Hello BioC,
I am running some tests to compare trimLRpatterns vs other trimming tools (Skewer, cutadapt, AdapterRemoval).
I've generated simulated data using ART (https://www.niehs.nih.gov/research/resources/software/biostatistics/art/index.cfm). In particular, there's a modified version of the program from the authors of Skewer that allows to simulate the contamination with adapters (http://sourceforge.net/projects/skewer/files/Simulator/).
For my simulations, I've created reads of 150 bp for a coverage of 20x, and a fragment size of 200 bp +- 50 bp, to simulate the contamination with adapters in those reads with small fragment size. The quality profiles were taken from actual MiSeq E. coli Fastq files.
Most of the programs achieve a sensitivity/specificity of 99%. trimLRpatterns is showing high specificity (99%) but a very low sensitivity (max. 16%), having problems to remove the adapters globally. I've changed different parameters, but I can't improve the value.
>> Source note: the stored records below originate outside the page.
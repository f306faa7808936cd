//! Box Office API server entry point.

use std::error::Error;
use std::sync::Arc;

use boxoffice_api::config::Config;
use boxoffice_api::error::AppError;
use boxoffice_api::state::AppState;
use boxoffice_booking::application::expiration_sweeper::ExpirationSweeper;
use boxoffice_booking::application::projection_consumer::{PROJECTION_QUEUE, ProjectionConsumer};
use boxoffice_booking::domain::events::{BOOKING_EVENTS_EXCHANGE, RESERVATION_EVENTS_BINDING};
use boxoffice_core::bus::MessageBus;
use boxoffice_core::clock::{Clock, SystemClock};
use boxoffice_core::error::DomainError;
use boxoffice_kafka::{KafkaBusConfig, KafkaMessageBus};
use boxoffice_messaging::{BusEventPublisher, InMemoryMessageBus};
use boxoffice_postgres::{PgReservationRepository, apply_schema};
use boxoffice_redis::RedisProjectionStore;
use sqlx::postgres::PgPoolOptions;
use tokio::sync::broadcast;
use tracing_subscriber::EnvFilter;

#[tokio::main]
async fn main() -> Result<(), Box<dyn Error>> {
    // Initialize tracing subscriber.
    tracing_subscriber::fmt()
        .with_env_filter(
            EnvFilter::try_from_default_env().unwrap_or_else(|_| EnvFilter::new("info")),
        )
        .json()
        .init();

    tracing::info!("Starting Box Office API server");

    let config = Config::from_env()?;
    let addr = config.bind_addr()?;

    // Write side.
    let pool = PgPoolOptions::new()
        .max_connections(config.db_max_connections)
        .connect(&config.database_url)
        .await
        .map_err(AppError::Database)?;
    apply_schema(&pool).await.map_err(AppError::Infrastructure)?;

    // Read side and event transport.
    let projections = Arc::new(
        RedisProjectionStore::connect(&config.redis_url)
            .await
            .map_err(AppError::Infrastructure)?,
    );
    let bus = message_bus(config.kafka_brokers.as_deref()).map_err(AppError::Infrastructure)?;
    let publisher = Arc::new(BusEventPublisher::new(bus.clone(), BOOKING_EVENTS_EXCHANGE));
    let clock: Arc<dyn Clock> = Arc::new(SystemClock);
    let reservations = Arc::new(PgReservationRepository::new(pool));

    // Background workers.
    let (shutdown_tx, _) = broadcast::channel::<()>(1);
    let consumer = tokio::spawn(
        ProjectionConsumer::new(projections.clone()).run(bus, shutdown_tx.subscribe()),
    );
    let sweeper = tokio::spawn(
        ExpirationSweeper::new(reservations.clone(), publisher.clone(), clock.clone())
            .with_interval(config.sweep_interval)
            .run(shutdown_tx.subscribe()),
    );

    let app_state = AppState::new(clock, reservations, publisher, projections);
    let app = boxoffice_api::build_router(app_state);

    tracing::info!("Listening on {}", addr);
    let listener = tokio::net::TcpListener::bind(addr)
        .await
        .map_err(AppError::Server)?;

    axum::serve(listener, app)
        .with_graceful_shutdown(shutdown_signal())
        .await
        .map_err(AppError::Server)?;

    tracing::info!("HTTP server stopped, stopping background workers");
    // No receivers left only means both workers already exited.
    let _ = shutdown_tx.send(());
    let (consumer_result, sweeper_result) = tokio::join!(consumer, sweeper);
    for (worker, result) in [
        ("projection consumer", consumer_result),
        ("expiration sweeper", sweeper_result),
    ] {
        if let Err(e) = result {
            tracing::error!(worker, error = %e, "background worker panicked");
        }
    }

    Ok(())
}

/// Picks the broker-backed bus when brokers are configured.
fn message_bus(kafka_brokers: Option<&str>) -> Result<Arc<dyn MessageBus>, DomainError> {
    if let Some(brokers) = kafka_brokers {
        return Ok(Arc::new(KafkaMessageBus::new(KafkaBusConfig::new(brokers))?));
    }
    tracing::warn!("KAFKA_BROKERS not set, using the in-process bus; events do not survive a restart");
    let bus = InMemoryMessageBus::new();
    // Bind the projection queue before anything can publish.
    bus.declare_queue(PROJECTION_QUEUE, BOOKING_EVENTS_EXCHANGE, RESERVATION_EVENTS_BINDING)?;
    Ok(Arc::new(bus))
}

async fn shutdown_signal() {
    if let Err(e) = tokio::signal::ctrl_c().await {
        tracing::error!(error = %e, "failed to listen for shutdown signal");
        std::future::pending::<()>().await;
    }
    tracing::info!("shutdown signal received");
}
In this repository: https://github.com/leandroroser/Test_trimLRpatterns, you can find a test script for a portion of the simulated data (also included in the same folder), where I'm varying max.Rmismatch from 1 to 50.
I know exactly the length of the true trimmed reads, the location in the genome is in the bed file of the repository. So, the width can be compared with the output of the program. I'm using the same statistics of the AdapterRemoval paper.
Any advice in relation to this?
Thanks!
Just an improvement to the test script: I have added the trimAdapter function of girafe. It reaches a compromise between sensitivity/specificity of 89%/82%, using default values.
I also corrected a bug in my trimLRpatterns call, dividing by 100 the value I used for max.Rmismatch, to compute an error rate in [0, 1]. The program is showing 91% sensitivity, 71% specificity using default values.